=== Instructions to follow ===
Among the lines below, keep only those from the one containing "successful API result." through the one containing "const _: fn()", and reproduce them exactly.

(Collected data)
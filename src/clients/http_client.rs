//! HTTP dispatcher for WooCommerce API communication.
//!
//! This module provides the [`HttpClient`] type, which authenticates a
//! request, sends it, and turns the response into an [`ApiResponse`] or an
//! [`ApiError`].

use std::time::{Duration, Instant};

use reqwest::Url;
use serde::de::DeserializeOwned;
use serde::Serialize;

use crate::auth::oauth::OAuthSigner;
use crate::auth::{AuthMode, Credentials};
use crate::clients::errors::{
    ApiError, ApplicationError, InvalidHttpRequestError, ParseError, ParseErrorKind,
};
use crate::clients::http_request::{HttpMethod, HttpRequest, ParameterSet};
use crate::clients::http_response::{HttpResponse, ResponseHeaders};
use crate::config::ClientOptions;

/// Client version from Cargo.toml.
pub const SDK_VERSION: &str = env!("CARGO_PKG_VERSION");

/// Returns the fixed headers sent with every request.
#[must_use]
pub fn default_headers(version: &str) -> Vec<(String, String)> {
    vec![
        ("Accept".to_string(), "application/json".to_string()),
        ("Content-Type".to_string(), "application/json".to_string()),
        (
            "User-Agent".to_string(),
            format!("WooCommerce API Client-Rust/{version}"),
        ),
    ]
}

/// The outgoing side of an exchange, as sent.
#[derive(Clone, Debug, PartialEq, Serialize)]
pub struct RequestSnapshot {
    /// The HTTP method.
    pub method: HttpMethod,
    /// The full URL, including authentication parameters.
    pub url: String,
    /// Request headers as `Name: value` lines.
    pub headers: Vec<String>,
    /// Query parameters, including authentication parameters.
    pub params: ParameterSet,
    /// The JSON encoded body, if any.
    pub body: Option<String>,
    /// Wall-clock time around the request, in seconds.
    pub duration: f64,
}

/// A full request/response pair, attached to debug results and API errors.
///
/// In https mode the URL and parameters include the consumer secret.
#[derive(Clone, Debug, PartialEq, Serialize)]
pub struct HttpExchange {
    /// The request that was sent.
    pub request: RequestSnapshot,
    /// The response that came back.
    pub response: HttpResponse,
}

/// A successful API result.
///
/// `http` is only set when the client runs in debug mode.
#[derive(Clone, Debug, PartialEq, Serialize)]
pub struct ApiResponse {
    /// The decoded response body.
    pub data: serde_json::Value,
    /// The request/response envelope, in debug mode.
    #[serde(skip_serializing_if = "Option::is_none")]
    pub http: Option<HttpExchange>,
}

impl ApiResponse {
    /// Returns a top-level field of the response body.
    #[must_use]
    pub fn get(&self, key: &str) -> Option<&serde_json::Value> {
        self.data.get(key)
    }

    /// Deserializes the response body into `T`.
    ///
    /// # Errors
    ///
    /// Returns a [`serde_json::Error`] if the body does not match `T`.
    pub fn into_typed<T: DeserializeOwned>(self) -> Result<T, serde_json::Error> {
        serde_json::from_value(self.data)
    }
}

/// Authenticates and dispatches requests.
///
/// A fresh transport is built for every call and dropped when the call
/// returns; nothing is pooled between calls.
#[derive(Clone, Debug)]
pub struct HttpClient {
    credentials: Credentials,
    options: ClientOptions,
    default_headers: Vec<(String, String)>,
}

// Verify HttpClient is Send + Sync at compile time
const _: fn() = || {
    const fn assert_send_sync<T: Send + Sync>() {}
    assert_send_sync::<HttpClient>();
};

impl HttpClient {
    /// Creates a dispatcher for the given credentials and options.
    #[must_use]
    pub fn new(credentials: Credentials, options: ClientOptions) -> Self {
        Self {
            credentials,
            options,
            default_headers: default_headers(SDK_VERSION),
        }
    }

    /// Returns the headers sent with every request.
    #[must_use]
    pub fn default_headers(&self) -> &[(String, String)] {
        &self.default_headers
    }

    /// Returns the client options.
    #[must_use]
    pub const fn options(&self) -> &ClientOptions {
        &self.options
    }

    /// Returns the request parameters merged with authentication parameters.
    ///
    /// Over https the consumer key and secret are appended as plain
    /// parameters; otherwise the OAuth 1.0a parameters and signature are.
    #[must_use]
    pub fn authenticated_params(&self, request: &HttpRequest) -> ParameterSet {
        let mode = AuthMode::for_url(&request.url);
        tracing::debug!("Authenticating {} request with {:?}", request.http_method, mode);

        match mode {
            AuthMode::QueryParams => {
                let mut params = request.params.clone();
                params.insert("consumer_key", self.credentials.consumer_key().as_str());
                params.insert(
                    "consumer_secret",
                    self.credentials.consumer_secret().as_str(),
                );
                params
            }
            AuthMode::OAuthSigned => {
                OAuthSigner::new(&request.url, &self.credentials, self.options.hash_algorithm)
                    .oauth_params(&request.params, request.http_method)
            }
        }
    }

    /// Sends a request and decodes the response.
    ///
    /// # Errors
    ///
    /// Returns [`ApiError`] if:
    /// - The URL cannot be parsed (`InvalidRequest`)
    /// - The transport fails or times out (`Network`, with the query string
    ///   removed from the error's URL)
    /// - The body is not JSON after repair (`Parse`)
    /// - The status is not 200, 201 or 202 (`Application`, or `Parse` when
    ///   the error payload is unreadable)
    pub async fn dispatch(&self, request: HttpRequest) -> Result<ApiResponse, ApiError> {
        request.verify()?;

        let params = self.authenticated_params(&request);
        let url = build_url(&request.url, &params)?;
        let body = request.body.as_ref().map(ToString::to_string);

        let transport = self.transport()?;
        let mut req_builder = match request.http_method {
            HttpMethod::Get => transport.get(url.as_str()),
            HttpMethod::Post => transport.post(url.as_str()),
            HttpMethod::Put => transport.put(url.as_str()),
            HttpMethod::Delete => transport.delete(url.as_str()),
        };
        for (key, value) in &self.default_headers {
            req_builder = req_builder.header(key, value);
        }
        if let Some(body) = &body {
            req_builder = req_builder.body(body.clone());
        }

        let start = Instant::now();
        let res = req_builder.send().await.map_err(redact_url)?;
        let code = res.status().as_u16();
        let headers = ResponseHeaders::from_header_map(res.headers());
        let raw_body = res.text().await.map_err(redact_url)?;
        let duration = round_duration(start.elapsed());
        drop(transport);

        tracing::debug!(
            "{} {} returned {} in {:.5}s",
            request.http_method,
            request.url,
            code,
            duration
        );

        let response = HttpResponse::new(code, headers, raw_body, duration);
        let Some(parsed) = response.parsed_body() else {
            return Err(ParseError {
                kind: ParseErrorKind::InvalidJson,
                url: request.url,
                status: code,
                raw_body: response.body,
            }
            .into());
        };

        let exchange = || HttpExchange {
            request: RequestSnapshot {
                method: request.http_method,
                url: url.to_string(),
                headers: self
                    .default_headers
                    .iter()
                    .map(|(k, v)| format!("{k}: {v}"))
                    .collect(),
                params: params.clone(),
                body: body.clone(),
                duration,
            },
            response: response.clone(),
        };

        if !response.is_ok() {
            return Err(decode_error(&parsed, &request.url, &response, exchange()));
        }

        Ok(ApiResponse {
            data: parsed,
            http: self.options.debug.then(exchange),
        })
    }

    /// Fetches `url` without authentication, returning the raw response.
    ///
    /// Used to probe the API index.
    ///
    /// # Errors
    ///
    /// Returns a [`reqwest::Error`] if the transport fails. The error's URL
    /// has its query string removed.
    pub async fn fetch(&self, url: &str) -> Result<HttpResponse, reqwest::Error> {
        let transport = self.transport()?;
        let mut req_builder = transport.get(url);
        for (key, value) in &self.default_headers {
            req_builder = req_builder.header(key, value);
        }

        let start = Instant::now();
        let res = req_builder.send().await.map_err(redact_url)?;
        let code = res.status().as_u16();
        let headers = ResponseHeaders::from_header_map(res.headers());
        let body = res.text().await.map_err(redact_url)?;

        Ok(HttpResponse::new(
            code,
            headers,
            body,
            round_duration(start.elapsed()),
        ))
    }

    /// Builds the per-call transport.
    fn transport(&self) -> Result<reqwest::Client, reqwest::Error> {
        let mut builder = reqwest::Client::builder()
            .use_rustls_tls()
            .danger_accept_invalid_certs(!self.options.ssl_verify)
            .pool_max_idle_per_host(0);

        if self.options.timeout > 0 {
            let timeout = Duration::from_secs(self.options.timeout);
            builder = builder.connect_timeout(timeout).timeout(timeout);
        }

        builder.build()
    }
}

/// Appends `params` to `url` as a form-encoded query string.
///
/// # Errors
///
/// Returns [`InvalidHttpRequestError::InvalidUrl`] if `url` cannot be parsed.
///
/// ```rust
/// use woocommerce_api::clients::{build_url, ParameterSet};
///
/// let params = ParameterSet::new()
///     .with("consumer_key", "ck_x")
///     .with("consumer_secret", "cs_y");
/// let url = build_url("https://store.example/wc-api/v2/orders/166", &params).unwrap();
/// assert_eq!(
///     url.as_str(),
///     "https://store.example/wc-api/v2/orders/166?consumer_key=ck_x&consumer_secret=cs_y"
/// );
/// ```
pub fn build_url(url: &str, params: &ParameterSet) -> Result<Url, InvalidHttpRequestError> {
    let mut parsed = Url::parse(url).map_err(|_| InvalidHttpRequestError::InvalidUrl {
        url: url.to_string(),
    })?;
    if !params.is_empty() {
        parsed.query_pairs_mut().extend_pairs(params.flatten());
    }
    Ok(parsed)
}

/// Turns a non-success response into an [`ApiError`].
///
/// Reads `errors` (or its first element when it is a list) and its
/// `message` and `code` fields.
fn decode_error(
    body: &serde_json::Value,
    url: &str,
    response: &HttpResponse,
    exchange: HttpExchange,
) -> ApiError {
    let error = match body.get("errors") {
        Some(serde_json::Value::Array(items)) => items.first(),
        other => other,
    };

    let Some(error) = error.filter(|e| e.is_object()) else {
        return ParseError {
            kind: ParseErrorKind::MissingErrors,
            url: url.to_string(),
            status: response.code,
            raw_body: response.body.clone(),
        }
        .into();
    };

    let field = |name: &str| match error.get(name) {
        Some(serde_json::Value::String(s)) => s.clone(),
        Some(serde_json::Value::Null) | None => String::new(),
        Some(other) => other.to_string(),
    };

    ApplicationError {
        message: field("message"),
        code: field("code"),
        status: response.code,
        context: Some(Box::new(exchange)),
    }
    .into()
}

/// Drops the query string from a transport error's URL.
///
/// Over https the query carries the consumer secret, and `reqwest::Error`
/// prints its URL.
fn redact_url(error: reqwest::Error) -> reqwest::Error {
    match error.url().cloned() {
        Some(mut url) => {
            url.set_query(None);
            error.with_url(url)
        }
        None => error,
    }
}

/// Rounds a duration to 5 decimal places of a second.
fn round_duration(elapsed: Duration) -> f64 {
    (elapsed.as_secs_f64() * 100_000.0).round() / 100_000.0
}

=== Completed exercise ===
/// A successful API result.
///
/// `http` is only set when the client runs in debug mode.
#[derive(Clone, Debug, PartialEq, Serialize)]
pub struct ApiResponse {
    /// The decoded response body.
    pub data: serde_json::Value,
    /// The request/response envelope, in debug mode.
    #[serde(skip_serializing_if = "Option::is_none")]
    pub http: Option<HttpExchange>,
}

impl ApiResponse {
    /// Returns a top-level field of the response body.
    #[must_use]
    pub fn get(&self, key: &str) -> Option<&serde_json::Value> {
        self.data.get(key)
    }

    /// Deserializes the response body into `T`.
    ///
    /// # Errors
    ///
    /// Returns a [`serde_json::Error`] if the body does not match `T`.
    pub fn into_typed<T: DeserializeOwned>(self) -> Result<T, serde_json::Error> {
        serde_json::from_value(self.data)
    }
}

/// Authenticates and dispatches requests.
///
/// A fresh transport is built for every call and dropped when the call
/// returns; nothing is pooled between calls.
#[derive(Clone, Debug)]
pub struct HttpClient {
    credentials: Credentials,
    options: ClientOptions,
    default_headers: Vec<(String, String)>,
}

// Verify HttpClient is Send + Sync at compile time
const _: fn() = || {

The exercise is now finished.